To: blam
Recently I watched Sergey Eisenstein's "Ivan the Terrible". In one scene, during Ivan's wedding celebration, the Khan's ambassador arrives to inform him of the end of the truce between Muscovy and Kazan. He then produces a jewelled dagger for the Russian Tsar to commit suicide with, if he wished to prevent war. The Mongol (Tatar) summed up the arguments with a big hand "Kazan is Big" and then his little finger "Moscow is small".
Probably not historic, but interesting nonetheless.
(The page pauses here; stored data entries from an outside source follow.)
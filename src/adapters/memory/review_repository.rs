//! In-memory adapter for ReviewRepository.

use async_trait::async_trait;
use chrono::Utc;
use std::collections::BTreeMap;
use tokio::sync::RwLock;

use crate::domain::errors::{DomainError, DomainResult};
use crate::domain::models::{
    AnalysisResult, CiphertextHandle, EncryptedReview, EncryptedValue, IdAllocator, NewReview,
    ReviewId,
};
use crate::domain::ports::ReviewRepository;

#[derive(Debug, Clone)]
struct ReviewRecord {
    review: EncryptedReview,
    analysis: AnalysisResult,
}

/// Reviews held in a map behind a single lock; each call takes the lock once,
/// which makes every operation atomic.
#[derive(Debug)]
pub struct InMemoryReviewRepository {
    ids: IdAllocator,
    records: RwLock<BTreeMap<ReviewId, ReviewRecord>>,
}

impl InMemoryReviewRepository {
    pub fn new() -> Self {
        Self::with_allocator(IdAllocator::new())
    }

    /// Allocate ids from a shared counter.
    pub fn with_allocator(ids: IdAllocator) -> Self {
        Self {
            ids,
            records: RwLock::new(BTreeMap::new()),
        }
    }
}

impl Default for InMemoryReviewRepository {
    fn default() -> Self {
        Self::new()
    }
}

fn calibrate_record(record: &mut ReviewRecord, adjustment: CiphertextHandle) -> DomainResult<()> {
    if record.review.is_calibrated() {
        return Err(DomainError::AlreadyCalibrated(record.review.id));
    }
    record.review.encrypted_calibration_adjustment = EncryptedValue::from_handle(adjustment);
    Ok(())
}

#[async_trait]
impl ReviewRepository for InMemoryReviewRepository {
    async fn create(&self, review: NewReview) -> DomainResult<ReviewId> {
        let mut records = self.records.write().await;
        let id = ReviewId(self.ids.next_id());
        records.insert(
            id,
            ReviewRecord {
                review: EncryptedReview::new(id, review, Utc::now()),
                analysis: AnalysisResult::default(),
            },
        );
        Ok(id)
    }

    async fn get(&self, id: ReviewId) -> DomainResult<EncryptedReview> {
        self.records
            .read()
            .await
            .get(&id)
            .map(|record| record.review.clone())
            .ok_or(DomainError::ReviewNotFound(id))
    }

    async fn set_calibration(&self, id: ReviewId, adjustment: CiphertextHandle) -> DomainResult<()> {
        let mut records = self.records.write().await;
        let record = records.get_mut(&id).ok_or(DomainError::ReviewNotFound(id))?;
        calibrate_record(record, adjustment)
    }

    async fn get_analysis(&self, id: ReviewId) -> DomainResult<AnalysisResult> {
        self.records
            .read()
            .await
            .get(&id)
            .map(|record| record.analysis)
            .ok_or(DomainError::ReviewNotFound(id))
    }

    async fn update_analysis(&self, id: ReviewId, result: AnalysisResult) -> DomainResult<()> {
        let mut records = self.records.write().await;
        let record = records.get_mut(&id).ok_or(DomainError::ReviewNotFound(id))?;
        record.analysis = result;
        Ok(())
    }

    async fn complete_calibration(
        &self,
        id: ReviewId,
        adjustment: CiphertextHandle,
        calibrated_score: u32,
    ) -> DomainResult<AnalysisResult> {
        let mut records = self.records.write().await;
        let record = records.get_mut(&id).ok_or(DomainError::ReviewNotFound(id))?;
        calibrate_record(record, adjustment)?;
        record.analysis.record_calibration(calibrated_score);
        Ok(record.analysis)
    }

    async fn list(&self) -> DomainResult<Vec<EncryptedReview>> {
        Ok(self
            .records
            .read()
            .await
            .values()
            .map(|record| record.review.clone())
            .collect())
    }

    async fn count(&self) -> DomainResult<u64> {
        Ok(self.records.read().await.len() as u64)
    }
}

#[cfg(test)]
mod tests {
    use super::*;

    fn submission(seed: u8) -> NewReview {
        NewReview {
            encrypted_score: CiphertextHandle([seed; 32]),
            encrypted_reviewer_group: CiphertextHandle([seed.wrapping_add(1); 32]),
            encrypted_reviewee_group: CiphertextHandle([seed.wrapping_add(2); 32]),
        }
    }

    #[tokio::test]
    async fn test_create_and_read_back() {
        let repo = InMemoryReviewRepository::new();
        let sub = submission(10);

        let id = repo.create(sub).await.unwrap();
        assert_eq!(id, ReviewId(1));

        let review = repo.get(id).await.unwrap();
        assert_eq!(review.encrypted_score, sub.encrypted_score);
        assert_eq!(review.encrypted_reviewer_group, sub.encrypted_reviewer_group);
        assert_eq!(review.encrypted_reviewee_group, sub.encrypted_reviewee_group);
        assert!(!review.is_calibrated());
        assert_eq!(repo.get_analysis(id).await.unwrap(), AnalysisResult::default());
    }

    #[tokio::test]
    async fn test_ids_are_monotonic() {
        let repo = InMemoryReviewRepository::with_allocator(IdAllocator::starting_at(100));
        let a = repo.create(submission(1)).await.unwrap();
        let b = repo.create(submission(2)).await.unwrap();
        assert_eq!(a, ReviewId(100));
        assert_eq!(b, ReviewId(101));
        assert_eq!(repo.count().await.unwrap(), 2);
    }

    #[tokio::test]
    async fn test_missing_review() {
        let repo = InMemoryReviewRepository::new();
        assert!(matches!(
            repo.get(ReviewId(9)).await,
            Err(DomainError::ReviewNotFound(ReviewId(9)))
        ));
        assert!(matches!(
            repo.set_calibration(ReviewId(9), CiphertextHandle([0; 32])).await,
            Err(DomainError::ReviewNotFound(_))
        ));
        assert!(matches!(
            repo.update_analysis(ReviewId(9), AnalysisResult::default()).await,
            Err(DomainError::ReviewNotFound(_))
        ));
    }

    #[tokio::test]
    async fn test_calibration_is_set_once() {
        let repo = InMemoryReviewRepository::new();
        let id = repo.create(submission(1)).await.unwrap();

        repo.set_calibration(id, CiphertextHandle([7; 32])).await.unwrap();
        let second = repo.set_calibration(id, CiphertextHandle([8; 32])).await;
        assert!(matches!(second, Err(DomainError::AlreadyCalibrated(_))));

        let review = repo.get(id).await.unwrap();
        assert_eq!(
            review.encrypted_calibration_adjustment.handle(),
            Some(CiphertextHandle([7; 32]))
        );
    }

    #[tokio::test]
    async fn test_complete_calibration_leaves_nothing_half_done() {
        let repo = InMemoryReviewRepository::new();
        let id = repo.create(submission(1)).await.unwrap();

        let analysis = repo
            .complete_calibration(id, CiphertextHandle([3; 32]), 85)
            .await
            .unwrap();
        assert!(analysis.is_calibrated);
        assert_eq!(analysis.calibrated_score, 85);

        let again = repo.complete_calibration(id, CiphertextHandle([4; 32]), 99).await;
        assert!(matches!(again, Err(DomainError::AlreadyCalibrated(_))));
        assert_eq!(repo.get_analysis(id).await.unwrap().calibrated_score, 85);
    }
}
Also, during the seige of Kazan, captured Mongols were tied to stakes in front of the gate and told to beg their comrades to surrender. They refuse, and a Mongol chieftain orders archers to shoot them, since: "It is better that they die at the hands of their brothers, than by the infidels."
To: struwwelpeter
I was deployed to Uzbekistan 2003-04. I listened to beautiful English-speaking Uzbek girls tell me what a great man `Temujin' was. Genghis Khan, they said, was only a title. An older Uzbek woman observed, sadly, "That's our problem here in Central Asia: the only people we truly admire are poets and conquerors."
These young women spoke several languages, were Western oriented (and clothed), hated and feared Taliban-style Islam. But if I noticed an Uzbek with blond hair, that according to them was a legacy of `Alexander the Macedonian'. Another conqueror.
No sign of the Uzbek Adams or Jefferson or Madison.